What the task requires> Count how many lines of the data include "removed". The answer is that number and nothing else.

Dataset items:

┄┄┄┄┄┄

//! Command definitions
//!
//! The command table and the typed commands built from request arguments.

use std::collections::VecDeque;
use std::time::Duration;

use crate::error::{BlinkError, Result};
use crate::meta::MAX_KEY_LEN;

/// One entry of the command table
#[derive(Debug, Clone, Copy, PartialEq, Eq)]
pub struct CommandSpec {
    /// Lower-case command name
    pub name: &'static str,
    /// Argument count including the name; negative means "at least -arity"
    pub arity: i32,
    /// First argument is a key subject to the length check
    pub has_key: bool,
}

impl CommandSpec {
    const fn new(name: &'static str, arity: i32, has_key: bool) -> Self {
        Self {
            name,
            arity,
            has_key,
        }
    }

    pub fn accepts(&self, argc: usize) -> bool {
        if self.arity >= 0 {
            argc == self.arity as usize
        } else {
            argc >= self.arity.unsigned_abs() as usize
        }
    }
}

pub static COMMAND_TABLE: &[CommandSpec] = &[
    CommandSpec::new("ping", -1, false),
    CommandSpec::new("quit", -1, false),
    CommandSpec::new("get", 2, true),
    CommandSpec::new("set", -3, true),
    CommandSpec::new("del", -2, true),
    CommandSpec::new("lpush", -3, true),
    CommandSpec::new("lpushx", -3, true),
    CommandSpec::new("rpush", -3, true),
    CommandSpec::new("lpop", 2, true),
    CommandSpec::new("rpop", 2, true),
    CommandSpec::new("lindex", 3, true),
    CommandSpec::new("llen", 2, true),
    CommandSpec::new("lrange", 4, true),
    CommandSpec::new("lset", 4, true),
    CommandSpec::new("lrem", 4, true),
    CommandSpec::new("sadd", -3, true),
    CommandSpec::new("scard", 2, true),
    CommandSpec::new("sismember", 3, true),
    CommandSpec::new("srem", -3, true),
    CommandSpec::new("smembers", 2, true),
];

/// Case-insensitive command table lookup
pub fn lookup_command(name: &[u8]) -> Option<&'static CommandSpec> {
    COMMAND_TABLE
        .iter()
        .find(|spec| spec.name.as_bytes().eq_ignore_ascii_case(name))
}

/// A parsed command
#[derive(Debug, Clone, PartialEq, Eq)]
pub enum Command {
    /// Health check, optionally echoing a message
    Ping { message: Option<Vec<u8>> },

    /// Reply OK and close the connection
    Quit,

    Get { key: Vec<u8> },

    /// Store a scalar, optionally with `EX seconds` / `PX milliseconds`
    Set {
        key: Vec<u8>,
        value: Vec<u8>,
        ttl: Option<Duration>,
    },

    Del { keys: Vec<Vec<u8>> },

    LPush { key: Vec<u8>, values: Vec<Vec<u8>> },
    LPushX { key: Vec<u8>, values: Vec<Vec<u8>> },
    RPush { key: Vec<u8>, values: Vec<Vec<u8>> },
    LPop { key: Vec<u8> },
    RPop { key: Vec<u8> },
    LIndex { key: Vec<u8>, index: i64 },
    LLen { key: Vec<u8> },
    LRange { key: Vec<u8>, start: i64, stop: i64 },
    LSet { key: Vec<u8>, index: i64, value: Vec<u8> },
    LRem { key: Vec<u8>, count: i64, value: Vec<u8> },

    SAdd { key: Vec<u8>, members: Vec<Vec<u8>> },
    SCard { key: Vec<u8> },
    SIsMember { key: Vec<u8>, member: Vec<u8> },
    SRem { key: Vec<u8>, members: Vec<Vec<u8>> },
    SMembers { key: Vec<u8> },
}

fn invalid(message: &str) -> BlinkError {
    BlinkError::InvalidCommand(message.to_string())
}

fn parse_int(arg: &[u8]) -> Result<i64> {
    std::str::from_utf8(arg)
        .ok()
        .and_then(|s| s.parse().ok())
        .ok_or_else(|| invalid("value is not an integer or out of range"))
}

impl Command {
    /// Validate request arguments against the command table and build the command
    ///
    /// Unknown names, wrong argument counts and keys outside 1..=255 bytes
    /// are rejected here, before the engine sees anything.
    pub fn parse(argv: Vec<Vec<u8>>) -> Result<Command> {
        let name = argv.first().ok_or_else(|| invalid("empty command"))?;
        let spec = lookup_command(name).ok_or_else(|| {
            BlinkError::InvalidCommand(format!(
                "unknown command: {}",
                String::from_utf8_lossy(name).to_lowercase()
            ))
        })?;
        if !spec.accepts(argv.len()) {
            return Err(invalid("wrong number of arguments"));
        }
        if spec.has_key {
            let key_len = argv[1].len();
            if key_len == 0 || key_len > MAX_KEY_LEN {
                return Err(invalid("invalid key length"));
            }
        }

        let mut args: VecDeque<Vec<u8>> = argv.into_iter().skip(1).collect();

        let command = match spec.name {
            "ping" => Command::Ping {
                message: args.pop_front(),
            },
            "quit" => Command::Quit,
            "get" => Command::Get {
                key: take(&mut args),
            },
            "set" => {
                let key = take(&mut args);
                let value = take(&mut args);
                let ttl = parse_set_options(args)?;
                Command::Set { key, value, ttl }
            }
            "del" => Command::Del {
                keys: args.into_iter().collect(),
            },
            "lpush" => Command::LPush {
                key: take(&mut args),
                values: args.into_iter().collect(),
            },
            "lpushx" => Command::LPushX {
                key: take(&mut args),
                values: args.into_iter().collect(),
            },
            "rpush" => Command::RPush {
                key: take(&mut args),
                values: args.into_iter().collect(),
            },
            "lpop" => Command::LPop {
                key: take(&mut args),
            },
            "rpop" => Command::RPop {
                key: take(&mut args),
            },
            "lindex" => Command::LIndex {
                key: take(&mut args),
                index: parse_int(&take(&mut args))?,
            },
            "llen" => Command::LLen {
                key: take(&mut args),
            },
            "lrange" => Command::LRange {
                key: take(&mut args),
                start: parse_int(&take(&mut args))?,
                stop: parse_int(&take(&mut args))?,
            },
            "lset" => Command::LSet {
                key: take(&mut args),
                index: parse_int(&take(&mut args))?,
                value: take(&mut args),
            },
            "lrem" => Command::LRem {
                key: take(&mut args),
                count: parse_int(&take(&mut args))?,
                value: take(&mut args),
            },
            "sadd" => Command::SAdd {
                key: take(&mut args),
                members: args.into_iter().collect(),
            },
            "scard" => Command::SCard {
                key: take(&mut args),
            },
            "sismember" => Command::SIsMember {
                key: take(&mut args),
                member: take(&mut args),
            },
            "srem" => Command::SRem {
                key: take(&mut args),
                members: args.into_iter().collect(),
            },
            "smembers" => Command::SMembers {
                key: take(&mut args),
            },
            other => {
                return Err(BlinkError::InvalidCommand(format!(
                    "unknown command: {other}"
                )))
            }
        };
        Ok(command)
    }

    /// Lower-case command name, for logging
    pub fn name(&self) -> &'static str {
        match self {
            Command::Ping { .. } => "ping",
            Command::Quit => "quit",
            Command::Get { .. } => "get",
            Command::Set { .. } => "set",
            Command::Del { .. } => "del",
            Command::LPush { .. } => "lpush",
            Command::LPushX { .. } => "lpushx",
            Command::RPush { .. } => "rpush",
            Command::LPop { .. } => "lpop",
            Command::RPop { .. } => "rpop",
            Command::LIndex { .. } => "lindex",
            Command::LLen { .. } => "llen",
            Command::LRange { .. } => "lrange",
            Command::LSet { .. } => "lset",
            Command::LRem { .. } => "lrem",
            Command::SAdd { .. } => "sadd",
            Command::SCard { .. } => "scard",
            Command::SIsMember { .. } => "sismember",
            Command::SRem { .. } => "srem",
            Command::SMembers { .. } => "smembers",
        }
    }
}

/// Next positional argument; arity was checked before parsing
fn take(args: &mut VecDeque<Vec<u8>>) -> Vec<u8> {
    args.pop_front().unwrap_or_default()
}

/// `[EX seconds | PX milliseconds]`
fn parse_set_options(options: VecDeque<Vec<u8>>) -> Result<Option<Duration>> {
    let (option, amount) = match options.len() {
        0 => return Ok(None),
        2 => (&options[0], &options[1]),
        _ => return Err(invalid("syntax error")),
    };
    let amount = parse_int(amount)?;
    if amount <= 0 {
        return Err(invalid("invalid expire time in set"));
    }
    if option.eq_ignore_ascii_case(b"ex") {
        Ok(Some(Duration::from_secs(amount as u64)))
    } else if option.eq_ignore_ascii_case(b"px") {
        Ok(Some(Duration::from_millis(amount as u64)))
    } else {
        Err(invalid("syntax error"))
    }
}
//! WAL Entry definitions
//!
//! Defines the structure of individual WAL log entries and their framing.

use std::time::{SystemTime, UNIX_EPOCH};

use serde::de::DeserializeOwned;
use serde::{Deserialize, Serialize};

use crate::error::{BlinkError, Result};

/// Frame header: LSN (8) + CRC (4) + Len (4)
pub const HEADER_SIZE: usize = 16;

/// Upper bound on a single entry body; anything larger is treated as corruption
pub const MAX_ENTRY_SIZE: u32 = 1024 * 1024 * 1024;

/// A single entry in the WAL
#[derive(Debug, Clone, PartialEq, Serialize, Deserialize)]
pub struct WalEntry<T> {
    /// Log Sequence Number - monotonically increasing
    pub lsn: u64,

    /// The operation to perform
    pub operation: T,

    /// Timestamp (unix millis) when entry was created
    pub timestamp: u64,
}

/// Keyspace mutations that can be logged
#[derive(Debug, Clone, PartialEq, Serialize, Deserialize)]
pub enum Operation {
    /// Put a key-value pair; `expire_at` is unix millis, 0 = never
    Put {
        key: Vec<u8>,
        value: Vec<u8>,
        expire_at: u64,
    },

    /// Delete a key
    Delete { key: Vec<u8> },
}

/// Operations applied atomically by one keyspace write
pub type WriteBatch = Vec<Operation>;

/// Current wall clock in unix millis
pub(crate) fn now_millis() -> u64 {
    SystemTime::now()
        .duration_since(UNIX_EPOCH)
        .map(|d| d.as_millis() as u64)
        .unwrap_or(0)
}

/// Checksum over the header fields and the body
pub(crate) fn frame_crc(lsn: u64, len: u32, data: &[u8]) -> u32 {
    let mut hasher = crc32fast::Hasher::new();
    hasher.update(&lsn.to_le_bytes());
    hasher.update(&len.to_le_bytes());
    hasher.update(data);
    hasher.finalize()
}

/// Split a frame header into (lsn, crc, len)
pub(crate) fn decode_header(header: &[u8; HEADER_SIZE]) -> (u64, u32, u32) {
    let mut lsn = [0u8; 8];
    lsn.copy_from_slice(&header[0..8]);
    let mut crc = [0u8; 4];
    crc.copy_from_slice(&header[8..12]);
    let mut len = [0u8; 4];
    len.copy_from_slice(&header[12..16]);
    (
        u64::from_le_bytes(lsn),
        u32::from_le_bytes(crc),
        u32::from_le_bytes(len),
    )
}

impl<T> WalEntry<T>
where
    T: Serialize + DeserializeOwned,
{
    /// Create an entry stamped with the current time
    pub fn new(lsn: u64, operation: T) -> Self {
        Self {
            lsn,
            operation,
            timestamp: now_millis(),
        }
    }

    /// Encode the entry as a complete frame
    pub fn serialize(&self) -> Result<Vec<u8>> {
        let data = bincode::serialize(&(self.timestamp, &self.operation))?;
        if data.len() > MAX_ENTRY_SIZE as usize {
            return Err(BlinkError::Serialization(format!(
                "WAL entry too large: {} bytes",
                data.len()
            )));
        }
        let len = data.len() as u32;
        let crc = frame_crc(self.lsn, len, &data);

        let mut frame = Vec::with_capacity(HEADER_SIZE + data.len());
        frame.extend_from_slice(&self.lsn.to_le_bytes());
        frame.extend_from_slice(&crc.to_le_bytes());
        frame.extend_from_slice(&len.to_le_bytes());
        frame.extend_from_slice(&data);
        Ok(frame)
    }

    /// Decode a complete frame, verifying its checksum
    pub fn deserialize(bytes: &[u8]) -> Result<Self> {
        if bytes.len() < HEADER_SIZE {
            return Err(BlinkError::WalCorruption(format!(
                "frame shorter than header: {} bytes",
                bytes.len()
            )));
        }
        let mut header = [0u8; HEADER_SIZE];
        header.copy_from_slice(&bytes[..HEADER_SIZE]);
        let (lsn, crc, len) = decode_header(&header);

        let end = HEADER_SIZE + len as usize;
        if bytes.len() < end {
            return Err(BlinkError::WalCorruption(format!(
                "incomplete frame: expected {} bytes, got {}",
                end,
                bytes.len()
            )));
        }

        Self::from_body(lsn, crc, &bytes[HEADER_SIZE..end])
    }

    /// Verify and decode a frame body
    pub(crate) fn from_body(lsn: u64, crc: u32, data: &[u8]) -> Result<Self> {
        let actual = frame_crc(lsn, data.len() as u32, data);
        if actual != crc {
            return Err(BlinkError::WalCorruption(format!(
                "CRC mismatch at lsn {}: stored {:08x}, computed {:08x}",
                lsn, crc, actual
            )));
        }

        let (timestamp, operation): (u64, T) = bincode::deserialize(data)
            .map_err(|e| BlinkError::WalCorruption(format!("undecodable entry {}: {}", lsn, e)))?;

        Ok(Self {
            lsn,
            operation,
            timestamp,
        })
    }
}
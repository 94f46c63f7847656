//! Set operations
//!
//! Members live in the set keyspace under `'M' | len | key | member`; the
//! SetMeta record keeps the cardinality so SCARD never scans.

use std::collections::HashSet;

use super::Engine;
use crate::error::Result;
use crate::meta::{encode_set_member_key, set_member_prefix, MetaAction, SetMeta};
use crate::wal::Operation;

impl Engine {
    /// Add members; returns how many were not already present
    pub fn sadd(&self, key: &[u8], members: &[Vec<u8>]) -> Result<u64> {
        self.mutate(key, self.storage.set(), |txn, batch| {
            if members.is_empty() {
                return Ok(0);
            }
            let card = match txn.set_meta(key) {
                Some(meta) => meta.card(),
                None => {
                    txn.record(MetaAction::InitSet { key: key.to_vec() })?;
                    0
                }
            };

            let mut seen = HashSet::new();
            let mut added = 0;
            for member in members {
                if !seen.insert(member.as_slice()) {
                    continue;
                }
                let member_key = encode_set_member_key(key, member);
                if card > 0 && self.storage.set().exists(&member_key)? {
                    continue;
                }
                batch.push(Operation::Put {
                    key: member_key,
                    value: Vec::new(),
                    expire_at: 0,
                });
                added += 1;
            }

            if added > 0 {
                txn.record(MetaAction::SetCard {
                    key: key.to_vec(),
                    card: card + added,
                })?;
            }
            Ok(added)
        })
    }

    /// Number of members (0 when absent)
    pub fn scard(&self, key: &[u8]) -> Result<u64> {
        self.inspect(key, |txn| Ok(txn.set_meta(key).map(SetMeta::card).unwrap_or(0)))
    }

    pub fn sismember(&self, key: &[u8], member: &[u8]) -> Result<bool> {
        self.inspect(key, |txn| {
            if txn.set_meta(key).is_none() {
                return Ok(false);
            }
            self.storage.set().exists(&encode_set_member_key(key, member))
        })
    }

    /// Remove members; returns how many were present
    pub fn srem(&self, key: &[u8], members: &[Vec<u8>]) -> Result<u64> {
        self.mutate(key, self.storage.set(), |txn, batch| {
            let card = match txn.set_meta(key) {
                Some(meta) => meta.card(),
                None => return Ok(0),
            };

            let mut seen = HashSet::new();
            let mut removed = 0;
            for member in members {
                if !seen.insert(member.as_slice()) {
                    continue;
                }
                let member_key = encode_set_member_key(key, member);
                if self.storage.set().exists(&member_key)? {
                    batch.push(Operation::Delete { key: member_key });
                    removed += 1;
                }
            }

            if removed == 0 {
                return Ok(0);
            }
            let card = card.saturating_sub(removed);
            let action = if card == 0 {
                MetaAction::DropSet { key: key.to_vec() }
            } else {
                MetaAction::SetCard {
                    key: key.to_vec(),
                    card,
                }
            };
            txn.record(action)?;
            Ok(removed)
        })
    }

    /// All members in byte order
    pub fn smembers(&self, key: &[u8]) -> Result<Vec<Vec<u8>>> {
        self.inspect(key, |txn| {
            if txn.set_meta(key).is_none() {
                return Ok(Vec::new());
            }
            let prefix = set_member_prefix(key);
            Ok(self
                .storage
                .set()
                .scan_prefix(&prefix)?
                .into_iter()
                .map(|(member_key, _)| member_key[prefix.len()..].to_vec())
                .collect())
        })
    }
}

┄┄┄┄┄┄

Problem solution> 5